Bellabeat has key stakeholders who are interesting to obtain solution on business tasks company involved:

Urška Sršen: Bellabeat’s cofounder and Chief Creative Officer.
Sando Mur: Mathematician and Bellabeat’s cofounder; key member of the Bellabeat executive team
Bellabeat marketing analytics team: A team of data analysts responsible for collecting, analyzing, and reporting data that helps guide Bellabeat’s marketing strategy.

1.5. Delieverables

A clear summary of the business task
A description of all data sources used
Documentation of any cleaning or manipulation of data
A summary of your analysis
Supporting visualizations and key findings
Your top high-level content recommendations based on your analysis

2. Prepare Data for Exporation

in here we go through data exploration, where the data was stored and how data was verified the ROCCC method, checking the data licencing, privacy, security, accessibility and protected its integrity. Furthermore, we will highlight on how data help us to answer business questions.

2.1. Source of Data

This case study data is available in popular public website Kaggle. This dataset generated by respondents to a distributed survey via Amazon Mechanical Turk between 03.12.2016-05.12.2016. Thirty eligible Fitbit users consented to the submission of personal tracker data, including minute-level output for physical activity, heart rate, and sleep monitoring. Individual reports can be parsed by export session ID (column A) or timestamp (column B). Variation between output represents use of different types of Fitbit trackers and individual tracking behaviors / preferences.

2.2. ROCCC Method

High Quality data can be help us to determine reliable decisions. To obtain this data we need to check the quality of our data. ROCCC method will show us how are data quality is.

Reliability: The data is from 30 FitBit users who consented to the submission of personal tracker data and generated by from a distributed survey via Amazon Mechanical Turk.
Original: The data is from 30 FitBit users who consented to the submission of personal tracker data via Amazon Mechanical Turk.
Comprehensive: Data minute-level output for physical activity, heart rate, and sleep monitoring. While the data tracks many factors in the user activity and sleep, but the sample size is small and most data is recorded during certain days of the week.
Current: Data is from March 2016 to May 2016. Data is not current so the users habit may be different now.
Cited: Unknown.

2.3. Data Ethics and Privacy

Bellabeat have set the standards collected, shared and used this data. Bellabeat has kept the privacy and the validity of this data. Fit Bit dataset meets the six elements of data ethics: ownership, transaction transparency, consent, currency, privacy and openness.

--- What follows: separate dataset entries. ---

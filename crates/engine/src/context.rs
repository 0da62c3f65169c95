//! Per-run execution context.

use std::sync::Arc;

use autoqliq_core::{AutomationError, ExecutionId};
use parking_lot::{Mutex, RwLock};
use tokio_util::sync::CancellationToken;

/// Mutable coordination state threaded through one run.
///
/// Carries the workflow name, the cancellation signal, run variables,
/// the `had_action_failures` flag, and the active-template stack used to
/// break template expansion cycles. It is owned by exactly one run and
/// is NOT the channel for dependency injection: the driver and the
/// credential store are injected into the executor directly.
#[derive(Debug)]
pub struct ExecutionContext {
    /// Unique identifier of this run.
    pub execution_id: ExecutionId,
    /// Name of the workflow being executed.
    pub workflow_name: String,
    /// Cooperative cancellation signal shared with the submitter.
    pub cancellation: CancellationToken,
    variables: RwLock<serde_json::Map<String, serde_json::Value>>,
    had_action_failures: RwLock<bool>,
    active_templates: Mutex<Vec<String>>,
}

impl ExecutionContext {
    /// Create a context for one run of `workflow_name`.
    #[must_use]
    pub fn new(workflow_name: impl Into<String>) -> Self {
        Self {
            execution_id: ExecutionId::v4(),
            workflow_name: workflow_name.into(),
            cancellation: CancellationToken::new(),
            variables: RwLock::new(serde_json::Map::new()),
            had_action_failures: RwLock::new(false),
            active_templates: Mutex::new(Vec::new()),
        }
    }

    /// Use a pre-existing cancellation token.
    #[must_use]
    pub fn with_cancellation(mut self, token: CancellationToken) -> Self {
        self.cancellation = token;
        self
    }

    /// Wrap into the shared form the pipeline passes around.
    #[must_use]
    pub fn shared(self) -> Arc<Self> {
        Arc::new(self)
    }

    /// Raise the stop error if cancellation has been requested.
    ///
    /// # Errors
    ///
    /// Returns the canonical stopped-by-user [`AutomationError::Workflow`].
    pub fn check_cancelled(&self) -> Result<(), AutomationError> {
        if self.cancellation.is_cancelled() {
            Err(AutomationError::stopped_by_user())
        } else {
            Ok(())
        }
    }

    /// Read a run variable.
    #[must_use]
    pub fn get_variable(&self, key: &str) -> Option<serde_json::Value> {
        self.variables.read().get(key).cloned()
    }

    /// Write a run variable.
    pub fn set_variable(&self, key: impl Into<String>, value: serde_json::Value) {
        self.variables.write().insert(key.into(), value);
    }

    /// Record that some action reported a failure result.
    pub fn mark_action_failure(&self) {
        *self.had_action_failures.write() = true;
    }

    /// Whether any action reported a failure result so far.
    #[must_use]
    pub fn had_action_failures(&self) -> bool {
        *self.had_action_failures.read()
    }

    /// Push a template onto the active-expansion stack.
    ///
    /// # Errors
    ///
    /// When `name` is already being expanded, returns the rendered cycle
    /// path (e.g. `"login -> totp -> login"`) for the caller's failure
    /// message. The stack is per-run, so detection state never leaks
    /// between runs.
    pub fn enter_template(&self, name: &str) -> Result<(), String> {
        let mut stack = self.active_templates.lock();
        if stack.iter().any(|active| active == name) {
            let mut path: Vec<&str> = stack.iter().map(String::as_str).collect();
            path.push(name);
            return Err(path.join(" -> "));
        }
        stack.push(name.to_owned());
        Ok(())
    }

    /// Pop a template from the active-expansion stack.
    pub fn exit_template(&self, name: &str) {
        let mut stack = self.active_templates.lock();
        if let Some(position) = stack.iter().rposition(|active| active == name) {
            stack.remove(position);
        }
    }
}
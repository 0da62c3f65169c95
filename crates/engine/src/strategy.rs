//! Error-handling strategy for a run.

use serde::{Deserialize, Serialize};

/// Whether a failing action aborts the workflow or merely marks it.
#[derive(Debug, Clone, Copy, Default, PartialEq, Eq, Hash, Serialize, Deserialize)]
#[serde(rename_all = "SCREAMING_SNAKE_CASE")]
pub enum ErrorStrategy {
    /// The first failure raises and aborts the run.
    #[default]
    StopOnError,
    /// Failures are recorded and execution proceeds to the next step.
    ContinueOnError,
}

impl ErrorStrategy {
    /// The canonical constant name, as written into execution logs.
    #[must_use]
    pub fn as_str(self) -> &'static str {
        match self {
            Self::StopOnError => "STOP_ON_ERROR",
            Self::ContinueOnError => "CONTINUE_ON_ERROR",
        }
    }
}

impl std::fmt::Display for ErrorStrategy {
    fn fmt(&self, f: &mut std::fmt::Formatter<'_>) -> std::fmt::Result {
        f.write_str(self.as_str())
    }
}
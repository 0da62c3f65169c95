//! Canonicalization of run outcomes into an [`ExecutionLog`].

use autoqliq_action::ActionResult;
use autoqliq_core::AutomationError;
use chrono::{DateTime, Utc};

use crate::log::{ExecutionLog, FinalStatus, FormattedResult};
use crate::redact::SensitiveDataFilter;
use crate::strategy::ErrorStrategy;

/// Builds the execution log from collected results.
///
/// Pure given its inputs (apart from reading the clock for the end
/// time): no I/O, no retained state between runs.
#[derive(Debug, Clone, Default)]
pub struct ResultProcessor {
    filter: SensitiveDataFilter,
}

impl ResultProcessor {
    /// Create a processor with the default sensitive-data filter.
    #[must_use]
    pub fn new() -> Self {
        Self::default()
    }

    /// Create a processor with a custom sensitive-data filter.
    #[must_use]
    pub fn with_filter(filter: SensitiveDataFilter) -> Self {
        Self { filter }
    }

    /// Assemble the log for one finished run.
    ///
    /// `had_action_failures` is the run context's sticky failure flag;
    /// it also covers failures inside control-flow bodies that a catch
    /// branch recovered, which re-counting `results` cannot see.
    #[must_use]
    pub fn create_execution_log(
        &self,
        workflow_name: &str,
        results: &[ActionResult],
        started: DateTime<Utc>,
        error: Option<&AutomationError>,
        strategy: ErrorStrategy,
        had_action_failures: bool,
    ) -> ExecutionLog {
        let ended = Utc::now();
        let duration_seconds = round2((ended - started).num_milliseconds() as f64 / 1000.0);

        let (final_status, error_message, summary) = classify(results, error);

        tracing::info!(
            workflow = workflow_name,
            status = %final_status,
            duration = duration_seconds,
            "workflow finished"
        );
        if let Some(message) = &error_message {
            tracing::error!(workflow = workflow_name, "workflow error: {message}");
        }

        ExecutionLog {
            workflow_name: workflow_name.to_owned(),
            start_time_iso: started.to_rfc3339(),
            end_time_iso: ended.to_rfc3339(),
            duration_seconds,
            final_status,
            error_message,
            summary,
            error_strategy: strategy,
            action_results: results
                .iter()
                .map(|result| self.format_result(result))
                .collect(),
            had_action_failures,
        }
    }

    /// Format one result for the log, redacting its data.
    fn format_result(&self, result: &ActionResult) -> FormattedResult {
        FormattedResult {
            status: result.status,
            message: result.message.clone(),
            data: if result.data.is_empty() {
                None
            } else {
                Some(self.filter.filter_map(&result.data))
            },
        }
    }
}

/// Round to two decimal places.
fn round2(value: f64) -> f64 {
    (value * 100.0).round() / 100.0
}

/// Status, error message, and summary for a finished run.
fn classify(
    results: &[ActionResult],
    error: Option<&AutomationError>,
) -> (FinalStatus, Option<String>, String) {
    if let Some(error) = error {
        if error.is_stop_request() {
            return (
                FinalStatus::Stopped,
                Some("Execution stopped by user request.".to_owned()),
                "Execution stopped by user request".to_owned(),
            );
        }
        return match error {
            AutomationError::Action { action_name, .. } => (
                FinalStatus::Failed,
                Some(error.to_string()),
                format!("Failed during action '{action_name}': {error}"),
            ),
            AutomationError::Workflow { .. } => (
                FinalStatus::Failed,
                Some(error.to_string()),
                format!("Workflow error: {error}"),
            ),
            other => (
                FinalStatus::Failed,
                Some(format!("Unexpected error: {other}")),
                format!("Unexpected error: {other}"),
            ),
        };
    }

    let total = results.len();
    let failures = results.iter().filter(|r| !r.is_success()).count();
    if failures > 0 {
        (
            FinalStatus::CompletedWithErrors,
            Some("Some actions failed".to_owned()),
            format!("Completed with {failures} of {total} actions failing"),
        )
    } else {
        (
            FinalStatus::Success,
            None,
            format!("All {total} actions completed successfully"),
        )
    }
}
//! Wire-format conversion between serialized mappings and [`Action`]s.

use autoqliq_core::AutomationError;
use serde_json::Value;

use crate::action::Action;

/// Variant tags the factory accepts, matching [`Action::action_type`].
const KNOWN_TYPES: &[&str] = &[
    "Navigate",
    "Click",
    "Type",
    "Wait",
    "Screenshot",
    "Conditional",
    "Loop",
    "ErrorHandling",
    "Template",
];

/// Builds [`Action`]s from their serialized form.
///
/// The factory is the single entry point persistence uses when loading
/// workflows: unknown `type` tags and structurally invalid payloads are
/// rejected with [`AutomationError::Validation`], and every produced
/// action has passed [`Action::validate`].
pub struct ActionFactory;

impl ActionFactory {
    /// Convert one serialized mapping into a validated [`Action`].
    ///
    /// # Errors
    ///
    /// Returns [`AutomationError::Validation`] when `value` is not an
    /// object, has a missing or unknown `type`, is missing required
    /// payload fields, or fails semantic validation.
    pub fn create_action(value: Value) -> Result<Action, AutomationError> {
        let Some(object) = value.as_object() else {
            return Err(AutomationError::validation(
                "serialized action must be an object",
            ));
        };
        let Some(type_tag) = object
            .get("type")
            .and_then(Value::as_str)
            .map(ToString::to_string)
        else {
            return Err(AutomationError::validation(
                "serialized action is missing its 'type' tag",
            ));
        };
        if !KNOWN_TYPES.contains(&type_tag.as_str()) {
            return Err(AutomationError::validation(format!(
                "unsupported action type: {type_tag}"
            )));
        }

        let action: Action = serde_json::from_value(value).map_err(|e| {
            AutomationError::validation(format!("invalid {type_tag} action: {e}"))
        })?;
        action.validate()?;
        Ok(action)
    }

    /// Convert a serialized list of actions, preserving order.
    ///
    /// # Errors
    ///
    /// Fails on the first invalid entry, naming its position.
    pub fn create_actions(values: Vec<Value>) -> Result<Vec<Action>, AutomationError> {
        values
            .into_iter()
            .enumerate()
            .map(|(index, value)| {
                Self::create_action(value).map_err(|e| {
                    AutomationError::validation(format!("action {}: {e}", index + 1))
                })
            })
            .collect()
    }
}

impl Action {
    /// Serialize to the wire mapping accepted by [`ActionFactory::create_action`].
    #[must_use]
    pub fn to_value(&self) -> Value {
        serde_json::to_value(self).expect("action serialization is infallible")
    }
}
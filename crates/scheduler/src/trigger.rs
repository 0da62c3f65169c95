//! Trigger grammar: interval, cron, and one-shot date schedules.

use std::str::FromStr;

use autoqliq_core::AutomationError;
use chrono::{DateTime, Duration, Utc};
use serde::{Deserialize, Serialize};

/// Raw schedule configuration, as submitted to `schedule()`.
///
/// Mirrors the recognized options: a `trigger` selector plus the fields
/// that selector uses. Unknown keys are rejected at deserialization;
/// invalid combinations are rejected by [`TriggerConfig::build`].
#[derive(Debug, Clone, Default, PartialEq, Serialize, Deserialize)]
#[serde(deny_unknown_fields, default)]
pub struct TriggerConfig {
    /// `"interval"`, `"cron"`, or `"date"`.
    pub trigger: String,
    /// Interval length in seconds.
    pub seconds: Option<u64>,
    /// Interval length in minutes.
    pub minutes: Option<u64>,
    /// Interval length in hours.
    pub hours: Option<u64>,
    /// Interval length in days.
    pub days: Option<u64>,
    /// Interval length in weeks.
    pub weeks: Option<u64>,
    /// Cron minute field.
    pub minute: Option<String>,
    /// Cron hour field.
    pub hour: Option<String>,
    /// Cron day-of-month field.
    pub day: Option<String>,
    /// Cron month field.
    pub month: Option<String>,
    /// Cron day-of-week field.
    pub day_of_week: Option<String>,
    /// One-shot fire instant (`trigger = "date"`).
    pub run_date: Option<DateTime<Utc>>,
    /// First-fire instant for interval triggers.
    pub start_date: Option<DateTime<Utc>>,
}

/// A validated schedule.
#[derive(Debug, Clone)]
pub enum Trigger {
    /// Fires every `every`, starting at `start` (default: now + `every`).
    Interval {
        /// Period between fires.
        every: Duration,
        /// Explicit first fire.
        start: Option<DateTime<Utc>>,
    },
    /// Fires on a cron schedule.
    Cron {
        /// Parsed schedule.
        schedule: cron::Schedule,
        /// The five-field source pattern, for display.
        source: String,
    },
    /// Fires once.
    Date {
        /// The fire instant.
        when: DateTime<Utc>,
    },
}

impl TriggerConfig {
    /// Validate and build the trigger.
    ///
    /// # Errors
    ///
    /// Returns [`AutomationError::Config`] for an unknown `trigger`
    /// selector, missing or conflicting fields, malformed cron field
    /// patterns, zero-length intervals, or fire instants in the past.
    pub fn build(&self, now: DateTime<Utc>) -> Result<Trigger, AutomationError> {
        match self.trigger.as_str() {
            "interval" => self.build_interval(now),
            "cron" => self.build_cron(),
            "date" => self.build_date(now),
            other => Err(AutomationError::config(format!(
                "unknown trigger type '{other}' (expected interval, cron, or date)"
            ))),
        }
    }

    fn build_interval(&self, now: DateTime<Utc>) -> Result<Trigger, AutomationError> {
        self.reject_cron_fields("interval")?;
        if self.run_date.is_some() {
            return Err(AutomationError::config(
                "interval trigger does not take run_date",
            ));
        }

        let units: Vec<(&str, Option<u64>, fn(i64) -> Duration)> = vec![
            ("seconds", self.seconds, Duration::seconds),
            ("minutes", self.minutes, Duration::minutes),
            ("hours", self.hours, Duration::hours),
            ("days", self.days, Duration::days),
            ("weeks", self.weeks, Duration::weeks),
        ];
        let set: Vec<_> = units
            .iter()
            .filter_map(|(name, value, make)| value.map(|v| (*name, v, *make)))
            .collect();

        let (unit, value, make) = match set.as_slice() {
            [] => {
                return Err(AutomationError::config(
                    "interval trigger requires one of seconds, minutes, hours, days, weeks",
                ));
            }
            [one] => *one,
            _ => {
                let names: Vec<&str> = set.iter().map(|(name, ..)| *name).collect();
                return Err(AutomationError::config(format!(
                    "interval trigger takes exactly one unit, got {}",
                    names.join(" and ")
                )));
            }
        };
        if value == 0 {
            return Err(AutomationError::config(format!(
                "interval {unit} must be greater than zero"
            )));
        }

        if let Some(start) = self.start_date {
            if start < now {
                return Err(AutomationError::config(format!(
                    "start_date {start} is in the past"
                )));
            }
        }

        Ok(Trigger::Interval {
            every: make(i64::try_from(value).map_err(|_| {
                AutomationError::config(format!("interval {unit} value {value} is out of range"))
            })?),
            start: self.start_date,
        })
    }

    fn build_cron(&self) -> Result<Trigger, AutomationError> {
        if self.seconds.is_some()
            || self.minutes.is_some()
            || self.hours.is_some()
            || self.days.is_some()
            || self.weeks.is_some()
        {
            return Err(AutomationError::config(
                "cron trigger does not take interval fields",
            ));
        }
        if self.run_date.is_some() {
            return Err(AutomationError::config("cron trigger does not take run_date"));
        }
        if [&self.minute, &self.hour, &self.day, &self.month, &self.day_of_week]
            .iter()
            .all(|field| field.is_none())
        {
            return Err(AutomationError::config(
                "cron trigger requires at least one of minute, hour, day, month, day_of_week",
            ));
        }

        let fields = [
            ("minute", self.minute.as_deref().unwrap_or("*")),
            ("hour", self.hour.as_deref().unwrap_or("*")),
            ("day", self.day.as_deref().unwrap_or("*")),
            ("month", self.month.as_deref().unwrap_or("*")),
            ("day_of_week", self.day_of_week.as_deref().unwrap_or("*")),
        ];
        for (name, pattern) in fields {
            validate_cron_field(name, pattern)?;
        }

        let source = fields
            .iter()
            .map(|(_, pattern)| *pattern)
            .collect::<Vec<_>>()
            .join(" ");
        // The cron crate wants a leading seconds field; pin it to zero.
        let expression = format!("0 {source}");
        let schedule = cron::Schedule::from_str(&expression).map_err(|e| {
            AutomationError::config(format!("invalid cron pattern '{source}': {e}"))
        })?;

        Ok(Trigger::Cron { schedule, source })
    }

    fn build_date(&self, now: DateTime<Utc>) -> Result<Trigger, AutomationError> {
        self.reject_cron_fields("date")?;
        if self.seconds.is_some()
            || self.minutes.is_some()
            || self.hours.is_some()
            || self.days.is_some()
            || self.weeks.is_some()
        {
            return Err(AutomationError::config(
                "date trigger does not take interval fields",
            ));
        }
        let Some(when) = self.run_date else {
            return Err(AutomationError::config("date trigger requires run_date"));
        };
        if when < now {
            return Err(AutomationError::config(format!(
                "run_date {when} is in the past"
            )));
        }
        Ok(Trigger::Date { when })
    }

    fn reject_cron_fields(&self, trigger: &str) -> Result<(), AutomationError> {
        if self.minute.is_some()
            || self.hour.is_some()
            || self.day.is_some()
            || self.month.is_some()
            || self.day_of_week.is_some()
        {
            return Err(AutomationError::config(format!(
                "{trigger} trigger does not take cron fields"
            )));
        }
        Ok(())
    }
}

/// Check a cron field is `*`, `*/n`, or a comma list of integers.
fn validate_cron_field(name: &str, pattern: &str) -> Result<(), AutomationError> {
    let malformed = || {
        AutomationError::config(format!(
            "cron field {name} '{pattern}' must be '*', '*/n', or a comma list of integers"
        ))
    };

    if pattern == "*" {
        return Ok(());
    }
    if let Some(step) = pattern.strip_prefix("*/") {
        let step: u32 = step.parse().map_err(|_| malformed())?;
        if step == 0 {
            return Err(malformed());
        }
        return Ok(());
    }
    if pattern.split(',').all(|part| !part.is_empty() && part.chars().all(|c| c.is_ascii_digit()))
    {
        return Ok(());
    }
    Err(malformed())
}

impl Trigger {
    /// First fire after registration at `now`.
    #[must_use]
    pub fn first_fire(&self, now: DateTime<Utc>) -> Option<DateTime<Utc>> {
        match self {
            Self::Interval { every, start } => Some(start.unwrap_or(now + *every)),
            Self::Cron { schedule, .. } => schedule.after(&now).next(),
            Self::Date { when } => Some(*when),
        }
    }

    /// Next fire strictly after `after`.
    ///
    /// Computed from the instant the previous fire was handled, never
    /// from a missed instant: a late scheduler skips, it does not
    /// replay. `None` retires the job (one-shot dates).
    #[must_use]
    pub fn next_fire(&self, after: DateTime<Utc>) -> Option<DateTime<Utc>> {
        match self {
            Self::Interval { every, .. } => Some(after + *every),
            Self::Cron { schedule, .. } => schedule.after(&after).next(),
            Self::Date { .. } => None,
        }
    }

    /// Short description for job listings.
    #[must_use]
    pub fn describe(&self) -> String {
        match self {
            Self::Interval { every, .. } => format!("every {}s", every.num_seconds()),
            Self::Cron { source, .. } => format!("cron {source}"),
            Self::Date { when } => format!("once at {}", when.to_rfc3339()),
        }
    }
}

#[cfg(test)]
mod tests {
    use super::*;
    use pretty_assertions::assert_eq;
    use rstest::rstest;

    fn interval_config(seconds: u64) -> TriggerConfig {
        TriggerConfig {
            trigger: "interval".into(),
            seconds: Some(seconds),
            ..TriggerConfig::default()
        }
    }

    #[test]
    fn interval_defaults_first_fire_to_now_plus_period() {
        let now = Utc::now();
        let trigger = interval_config(30).build(now).unwrap();
        assert_eq!(trigger.first_fire(now), Some(now + Duration::seconds(30)));
        assert_eq!(
            trigger.next_fire(now + Duration::seconds(30)),
            Some(now + Duration::seconds(60))
        );
    }

    #[test]
    fn interval_honours_start_date() {
        let now = Utc::now();
        let start = now + Duration::minutes(5);
        let config = TriggerConfig {
            start_date: Some(start),
            ..interval_config(60)
        };
        let trigger = config.build(now).unwrap();
        assert_eq!(trigger.first_fire(now), Some(start));
    }

    #[test]
    fn interval_requires_exactly_one_unit() {
        let now = Utc::now();
        let none = TriggerConfig {
            trigger: "interval".into(),
            ..TriggerConfig::default()
        };
        assert!(none.build(now).is_err());

        let two = TriggerConfig {
            minutes: Some(1),
            ..interval_config(30)
        };
        let err = two.build(now).unwrap_err();
        assert!(err.to_string().contains("exactly one unit"));
    }

    #[test]
    fn interval_rejects_zero_and_past_start() {
        let now = Utc::now();
        assert!(interval_config(0).build(now).is_err());

        let past = TriggerConfig {
            start_date: Some(now - Duration::seconds(10)),
            ..interval_config(30)
        };
        assert!(past.build(now).is_err());
    }

    #[test]
    fn interval_rejects_cron_fields() {
        let now = Utc::now();
        let mixed = TriggerConfig {
            minute: Some("*/5".into()),
            ..interval_config(30)
        };
        let err = mixed.build(now).unwrap_err();
        assert!(err.to_string().contains("does not take cron fields"));
    }

    #[test]
    fn cron_builds_and_fires_on_the_pattern() {
        let config = TriggerConfig {
            trigger: "cron".into(),
            minute: Some("*/15".into()),
            ..TriggerConfig::default()
        };
        let now = "2026-08-01T10:03:00Z".parse().unwrap();
        let trigger = config.build(now).unwrap();
        let first = trigger.first_fire(now).unwrap();
        assert_eq!(first, "2026-08-01T10:15:00Z".parse::<DateTime<Utc>>().unwrap());
        let second = trigger.next_fire(first).unwrap();
        assert_eq!(second, "2026-08-01T10:30:00Z".parse::<DateTime<Utc>>().unwrap());
    }

    #[rstest]
    #[case("*")]
    #[case("*/5")]
    #[case("0")]
    #[case("1,15,30")]
    fn cron_field_patterns_accepted(#[case] pattern: &str) {
        assert!(validate_cron_field("minute", pattern).is_ok());
    }

    #[rstest]
    #[case("")]
    #[case("*/0")]
    #[case("*/x")]
    #[case("1-5")]
    #[case("a,b")]
    #[case("1,,2")]
    fn cron_field_patterns_rejected(#[case] pattern: &str) {
        assert!(validate_cron_field("minute", pattern).is_err());
    }

    #[test]
    fn cron_requires_some_field_and_no_interval_units() {
        let now = Utc::now();
        let bare = TriggerConfig {
            trigger: "cron".into(),
            ..TriggerConfig::default()
        };
        assert!(bare.build(now).is_err());

        let mixed = TriggerConfig {
            trigger: "cron".into(),
            minute: Some("*".into()),
            seconds: Some(30),
            ..TriggerConfig::default()
        };
        assert!(mixed.build(now).is_err());
    }

    #[test]
    fn date_fires_once_then_retires() {
        let now = Utc::now();
        let when = now + Duration::hours(1);
        let config = TriggerConfig {
            trigger: "date".into(),
            run_date: Some(when),
            ..TriggerConfig::default()
        };
        let trigger = config.build(now).unwrap();
        assert_eq!(trigger.first_fire(now), Some(when));
        assert_eq!(trigger.next_fire(when), None);
    }

    #[test]
    fn date_requires_a_future_run_date() {
        let now = Utc::now();
        let missing = TriggerConfig {
            trigger: "date".into(),
            ..TriggerConfig::default()
        };
        assert!(missing.build(now).is_err());

        let past = TriggerConfig {
            trigger: "date".into(),
            run_date: Some(now - Duration::seconds(1)),
            ..TriggerConfig::default()
        };
        assert!(past.build(now).is_err());
    }

    #[test]
    fn unknown_trigger_type_is_rejected() {
        let config = TriggerConfig {
            trigger: "hourly".into(),
            ..TriggerConfig::default()
        };
        let err = config.build(Utc::now()).unwrap_err();
        assert!(err.to_string().contains("unknown trigger type"));
    }

    #[test]
    fn config_deserializes_from_flat_mapping() {
        let config: TriggerConfig = serde_json::from_str(
            r#"{"trigger": "interval", "minutes": 10}"#,
        )
        .unwrap();
        assert_eq!(config.minutes, Some(10));
        assert!(serde_json::from_str::<TriggerConfig>(r#"{"trigger": "interval", "bogus": 1}"#).is_err());
    }

    #[test]
    fn describe_is_human_readable() {
        let now = Utc::now();
        let trigger = interval_config(90).build(now).unwrap();
        assert_eq!(trigger.describe(), "every 90s");
    }
}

3. Process data from Dirty to Cleaning

FitBit data is not clean data to process this data, we will go through, dataset files and check data variables and observations, will sort and filter data, remove missing data, change column names and prepare clean dataset.

3.1. Data Cleaning Tool

Bellabeat Fitness App case study was used R program to clean and analysis data. R Program is one of the best data analysis programming language, which originally created for statistical analysis purpose.

3.2. Set Working environment

setwd("~/Desktop/fitbit/Fitness")

3.3. Load the essential Library

R program use several library to speed up data analysis process. In this capstone, we will use the following pacakges.

library("tidyverse")
library("skimr")
library("here")
library("lubridate")
library("janitor")
library("dplyr")
library("scales")
library("ggpubr")

3.4. Import FitBit datasets

There are a number of CSV files in fitbit data set. we are only going to analysis three most important which are daily_activity, Sleep and hourly steps. As to explore the data we need to import these dataset into our environment.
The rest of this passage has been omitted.